TRAVERSE CITY — Close your eyes for a moment and imagine our Great Lakes state, from Detroit to the Sault, and across the U.P. to Ironwood.
We’re a big, proud, two-handed state. For an entire century we’ve been known for greatness, and the one proud thing to rule them all is the great American automobile. It started here, innovated here, and is still struggling to re-emerge here. Remember Chrysler’s Super Bowl ad, “I got a question for you. What does this city know about Luxury?”

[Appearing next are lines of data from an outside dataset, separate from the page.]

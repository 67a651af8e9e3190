//! [`VoiceGateway`] implementation for Discord.
//!
//! Channel membership is read from the serenity cache, which the gateway keeps
//! up to date with voice state events. Voice sessions and playback go through
//! songbird.

use std::{sync::Arc, time::Duration};

use log::{debug, error};
use serenity::{
    all::{ChannelId, ChannelType, Guild, GuildId},
    async_trait,
    cache::Cache,
};
use songbird::{
    Event, EventContext, EventHandler as VoiceEventHandler, Songbird, TrackEvent,
    error::ControlError, input::Input, tracks::PlayMode,
};
use tokio::sync::{Mutex, oneshot};

use crate::voice::{
    ChannelMember, VoiceError, VoiceGateway, VoiceSession, registry::ScannedChannel,
};

/// Longest playback waited for before giving up on a track.
const PLAYBACK_TIMEOUT: Duration = Duration::from_secs(120);

/// Discord voice access through the serenity cache and songbird.
pub struct DiscordVoice {
    cache: Arc<Cache>,
    songbird: Arc<Songbird>,
}

impl DiscordVoice {
    pub fn new(cache: Arc<Cache>, songbird: Arc<Songbird>) -> Self {
        DiscordVoice { cache, songbird }
    }

    /// Lists the channels of a guild, for the channel registry.
    pub fn scan_channels(guild: &Guild) -> Vec<ScannedChannel> {
        guild
            .channels
            .values()
            .map(|channel| ScannedChannel {
                channel_id: channel.id,
                voice: is_voice_kind(channel.kind),
            })
            .collect()
    }
}

fn is_voice_kind(kind: ChannelType) -> bool {
    matches!(kind, ChannelType::Voice | ChannelType::Stage)
}

/// Logs a failed stop of an overrunning track, which is only a debug
/// concern since the channel already counts as failed.
fn track_stopped(channel_id: ChannelId, stopped: Result<(), ControlError>) -> bool {
    match stopped {
        Ok(()) => true,
        Err(e) => {
            debug!("failed to stop track on channel {}: {}", channel_id, e);
            false
        }
    }
}

#[async_trait]
impl VoiceGateway for DiscordVoice {
    fn list_voice_channel_members(
        &self,
        guild_id: GuildId,
        channel_id: ChannelId,
    ) -> Result<Vec<ChannelMember>, VoiceError> {
        let guild = self
            .cache
            .guild(guild_id)
            .ok_or(VoiceError::UnknownChannel(channel_id))?;

        let channel = guild
            .channels
            .get(&channel_id)
            .ok_or(VoiceError::UnknownChannel(channel_id))?;
        if !is_voice_kind(channel.kind) {
            return Err(VoiceError::NotVoiceChannel(channel_id));
        }

        let members = guild
            .voice_states
            .values()
            .filter(|state| state.channel_id == Some(channel_id))
            .map(|state| {
                let bot = guild
                    .members
                    .get(&state.user_id)
                    .or(state.member.as_ref())
                    .map(|member| member.user.bot)
                    .unwrap_or(false);
                ChannelMember {
                    user_id: state.user_id,
                    bot,
                }
            })
            .collect();

        Ok(members)
    }

    async fn active_voice_session(&self, guild_id: GuildId) -> Option<VoiceSession> {
        let call = self.songbird.get(guild_id)?;
        let channel = call.lock().await.current_channel()?;

        Some(VoiceSession {
            guild_id,
            channel_id: ChannelId::new(channel.0.get()),
        })
    }

    async fn connect_voice_session(
        &self,
        guild_id: GuildId,
        channel_id: ChannelId,
    ) -> Result<VoiceSession, VoiceError> {
        let call = self
            .songbird
            .join(guild_id, channel_id)
            .await
            .map_err(|e| VoiceError::Connect {
                channel_id,
                reason: e.to_string(),
            })?;

        if let Err(e) = call.lock().await.deafen(true).await {
            debug!("failed to deafen on channel {}: {}", channel_id, e);
        }

        Ok(VoiceSession {
            guild_id,
            channel_id,
        })
    }

    async fn disconnect_voice_session(&self, session: &VoiceSession) -> Result<(), VoiceError> {
        self.songbird
            .remove(session.guild_id)
            .await
            .map_err(|e| VoiceError::Connect {
                channel_id: session.channel_id,
                reason: e.to_string(),
            })
    }

    async fn play_audio(&self, session: &VoiceSession, audio: Vec<u8>) -> Result<(), VoiceError> {
        let call = self
            .songbird
            .get(session.guild_id)
            .ok_or(VoiceError::NoSession(session.guild_id))?;

        let (sender, receiver) = oneshot::channel();
        let notifier = Arc::new(PlaybackNotifier {
            sender: Mutex::new(Some(sender)),
        });

        let track = call.lock().await.play_input(Input::from(audio));
        for event in [TrackEvent::End, TrackEvent::Error] {
            track
                .add_event(Event::Track(event), PlaybackEnd(Arc::clone(&notifier)))
                .map_err(|e| VoiceError::Playback {
                    channel_id: session.channel_id,
                    reason: e.to_string(),
                })?;
        }

        let playback_error = |reason: String| VoiceError::Playback {
            channel_id: session.channel_id,
            reason,
        };

        match tokio::time::timeout(PLAYBACK_TIMEOUT, receiver).await {
            Ok(Ok(Ok(()))) => Ok(()),
            Ok(Ok(Err(reason))) => Err(playback_error(reason)),
            Ok(Err(_)) => Err(playback_error("track dropped".to_string())),
            Err(_) => {
                error!("playback on channel {} timed out", session.channel_id);
                track_stopped(session.channel_id, track.stop());
                Err(playback_error("timed out".to_string()))
            }
        }
    }
}

/// Completion signal shared by the end and error handlers of a track.
struct PlaybackNotifier {
    sender: Mutex<Option<oneshot::Sender<Result<(), String>>>>,
}

struct PlaybackEnd(Arc<PlaybackNotifier>);

#[async_trait]
impl VoiceEventHandler for PlaybackEnd {
    async fn act(&self, ctx: &EventContext<'_>) -> Option<Event> {
        let result = match ctx {
            EventContext::Track(tracks) => match tracks.first() {
                Some((state, _)) => match &state.playing {
                    PlayMode::Errored(e) => Err(format!("{:?}", e)),
                    _ => Ok(()),
                },
                None => Ok(()),
            },
            _ => Ok(()),
        };

        if let Some(sender) = self.0.sender.lock().await.take() {
            let _ = sender.send(result);
        }

        // one-shot handler
        Some(Event::Cancel)
    }
}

As you stroll through your own town each day, look at the streets. If they’re like mine they’re lined one upon another with big, glorious, American steel beasts, pickup trucks, SUVs, and big old sedans. Sure, there’s a growing infestation of smaller, more svelte Asian and European invaders, but Michigan lives by its“Big Three,” and for these we’ll fight to the death. Just up the block from me is Hagerty Insurance, where there’s always a brightly polished reminder of better days on display. These Fords and Chryslers and GMs all harken back to a time when tires came from rubber trees and steel was hacked from the Earth by Yoopers singing Woody Guthrie songs. We’re proud of this heritage. Our fathers and mothers and sisters and brothers labored to provide Michigan this great story. Are you singing “This Land is Our Land” yet?

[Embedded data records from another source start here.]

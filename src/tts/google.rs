//! Google Cloud Text-to-Speech REST client.

use base64::{Engine, engine::general_purpose::STANDARD};
use log::{debug, info};
use reqwest::Client;
use serde::{Deserialize, Serialize};
use serenity::async_trait;

use crate::tts::{SpeechRequest, SpeechSynthesizer, SynthesisError};

/// Audio effects profile applied to every rendering.
const EFFECTS_PROFILE: &str = "headphone-class-device";

/// HTTP client for the `text:synthesize` endpoint.
///
/// # Examples
///
/// ```no_run
/// let speech = GoogleSpeech::new("https://texttospeech.googleapis.com", "api-key");
/// let request = SpeechRequest::new("Welcome to the chat", "en-US", "en-US-Wavenet-C");
/// let mp3 = speech.synthesize(&request).await?;
/// ```
pub struct GoogleSpeech {
    /// Root URL of the service, without trailing slash
    url: String,
    api_key: String,
    client: Client,
}

#[derive(Serialize)]
struct SynthesizeBody<'a> {
    input: SynthesisInput<'a>,
    voice: VoiceSelection<'a>,
    #[serde(rename = "audioConfig")]
    audio_config: AudioConfig,
}

#[derive(Serialize)]
struct SynthesisInput<'a> {
    text: &'a str,
}

#[derive(Serialize)]
#[serde(rename_all = "camelCase")]
struct VoiceSelection<'a> {
    language_code: &'a str,
    name: &'a str,
}

#[derive(Serialize)]
#[serde(rename_all = "camelCase")]
struct AudioConfig {
    audio_encoding: &'static str,
    effects_profile_id: [&'static str; 1],
    #[serde(skip_serializing_if = "Option::is_none")]
    pitch: Option<f32>,
    #[serde(skip_serializing_if = "Option::is_none")]
    speaking_rate: Option<f32>,
}

#[derive(Deserialize)]
#[serde(rename_all = "camelCase")]
struct SynthesizeResponse {
    audio_content: String,
}

impl GoogleSpeech {
    /// Create a new [GoogleSpeech].
    ///
    /// # Arguments
    ///
    /// * `url` - Root URL of the service, e.g. `https://texttospeech.googleapis.com`.
    /// * `api_key` - API key of the Google Cloud project.
    pub fn new(url: &str, api_key: &str) -> Self {
        GoogleSpeech {
            url: url.trim_end_matches('/').to_string(),
            api_key: api_key.to_string(),
            client: Client::new(),
        }
    }
}

#[async_trait]
impl SpeechSynthesizer for GoogleSpeech {
    async fn synthesize(&self, request: &SpeechRequest) -> Result<Vec<u8>, SynthesisError> {
        info!(
            "synthesize \"{}\" with {}",
            request.text, request.voice_name
        );

        let body = SynthesizeBody {
            input: SynthesisInput {
                text: &request.text,
            },
            voice: VoiceSelection {
                language_code: &request.language_code,
                name: &request.voice_name,
            },
            audio_config: AudioConfig {
                audio_encoding: "MP3",
                effects_profile_id: [EFFECTS_PROFILE],
                pitch: request.pitch,
                speaking_rate: request.speed,
            },
        };

        let response = self
            .client
            .post(format!("{}/v1/text:synthesize", self.url))
            .query(&[("key", &self.api_key)])
            .json(&body)
            .send()
            .await?;

        let status = response.status();
        if !status.is_success() {
            let message = response.text().await.unwrap_or_default();
            return Err(SynthesisError::Status { status, message });
        }

        let payload: SynthesizeResponse = response
            .json()
            .await
            .map_err(|e| SynthesisError::InvalidAudio(e.to_string()))?;
        let audio = STANDARD
            .decode(payload.audio_content)
            .map_err(|e| SynthesisError::InvalidAudio(e.to_string()))?;

        if audio.is_empty() {
            return Err(SynthesisError::InvalidAudio("empty audio".to_string()));
        }

        debug!("synthesized {} bytes", audio.len());
        Ok(audio)
    }
}

#[cfg(test)]
mod tests {
    use mockito::Matcher;
    use serde_json::json;

    use super::*;

    #[tokio::test]
    async fn test_synthesize() {
        let mut server = mockito::Server::new_async().await;

        let mock = server
            .mock("POST", "/v1/text:synthesize")
            .match_query(Matcher::UrlEncoded("key".into(), "secret".into()))
            .match_body(Matcher::Json(json!({
                "input": {"text": "Welcome to the chat"},
                "voice": {"languageCode": "en-US", "name": "en-US-Wavenet-C"},
                "audioConfig": {
                    "audioEncoding": "MP3",
                    "effectsProfileId": ["headphone-class-device"]
                }
            })))
            .with_status(200)
            .with_header("content-type", "application/json")
            .with_body(r#"{"audioContent": "SUQzBA=="}"#)
            .create_async()
            .await;

        let speech = GoogleSpeech::new(&format!("{}/", server.url()), "secret");
        let request = SpeechRequest::new("Welcome to the chat", "en-US", "en-US-Wavenet-C");
        let audio = speech.synthesize(&request).await.unwrap();

        assert_eq!(audio, b"ID3\x04".to_vec());
        mock.assert_async().await;
    }

    #[tokio::test]
    async fn test_synthesize_with_pitch_and_speed() {
        let mut server = mockito::Server::new_async().await;

        let mock = server
            .mock("POST", "/v1/text:synthesize")
            .match_query(Matcher::Any)
            .match_body(Matcher::PartialJson(json!({
                "audioConfig": {"pitch": 4.0, "speakingRate": 1.5}
            })))
            .with_status(200)
            .with_body(r#"{"audioContent": "SUQzBA=="}"#)
            .create_async()
            .await;

        let speech = GoogleSpeech::new(&server.url(), "secret");
        let mut request = SpeechRequest::new("Shini has joined the chat", "ja-JP", "ja-JP-Wavenet-A");
        request.pitch = Some(4.0);
        request.speed = Some(1.5);

        assert!(speech.synthesize(&request).await.is_ok());
        mock.assert_async().await;
    }

    #[tokio::test]
    async fn test_synthesize_rejected() {
        let mut server = mockito::Server::new_async().await;

        server
            .mock("POST", "/v1/text:synthesize")
            .match_query(Matcher::Any)
            .with_status(403)
            .with_body(r#"{"error": {"message": "API key not valid"}}"#)
            .create_async()
            .await;

        let speech = GoogleSpeech::new(&server.url(), "wrong");
        let request = SpeechRequest::new("Hello", "en-US", "en-US-Neural2-C");
        let result = speech.synthesize(&request).await;

        assert!(matches!(
            result,
            Err(SynthesisError::Status { status, ref message })
                if status.as_u16() == 403 && message.contains("API key not valid")
        ));
    }

    #[tokio::test]
    async fn test_synthesize_invalid_audio() {
        let mut server = mockito::Server::new_async().await;

        server
            .mock("POST", "/v1/text:synthesize")
            .match_query(Matcher::Any)
            .with_status(200)
            .with_body(r#"{"audioContent": "not base64!"}"#)
            .create_async()
            .await;

        let speech = GoogleSpeech::new(&server.url(), "secret");
        let request = SpeechRequest::new("Hello", "en-US", "en-US-Neural2-C");

        assert!(matches!(
            speech.synthesize(&request).await,
            Err(SynthesisError::InvalidAudio(_))
        ));
    }

    #[tokio::test]
    async fn test_synthesize_empty_audio() {
        let mut server = mockito::Server::new_async().await;

        server
            .mock("POST", "/v1/text:synthesize")
            .match_query(Matcher::Any)
            .with_status(200)
            .with_body(r#"{"audioContent": ""}"#)
            .create_async()
            .await;

        let speech = GoogleSpeech::new(&server.url(), "secret");
        let request = SpeechRequest::new("Hello", "en-US", "en-US-Neural2-C");

        assert!(matches!(
            speech.synthesize(&request).await,
            Err(SynthesisError::InvalidAudio(_))
        ));
    }
}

Now, imagine if you will a time when we walk down these same streets and the tables are turned. Instead of mostly American made cars, the parking lots are filled with 95 percent imports, with only a small smattering here and there of the American breeds. For whatever reason, Michiganders are happy to ignore our homegrown brands. How might it make you feel that all this great American genius was pushed to the wayside? How would it effect the emotional state of that relative of yours who once worked for GM? How would our economy be impacted? Are you angry yet? O.K., now take a breath.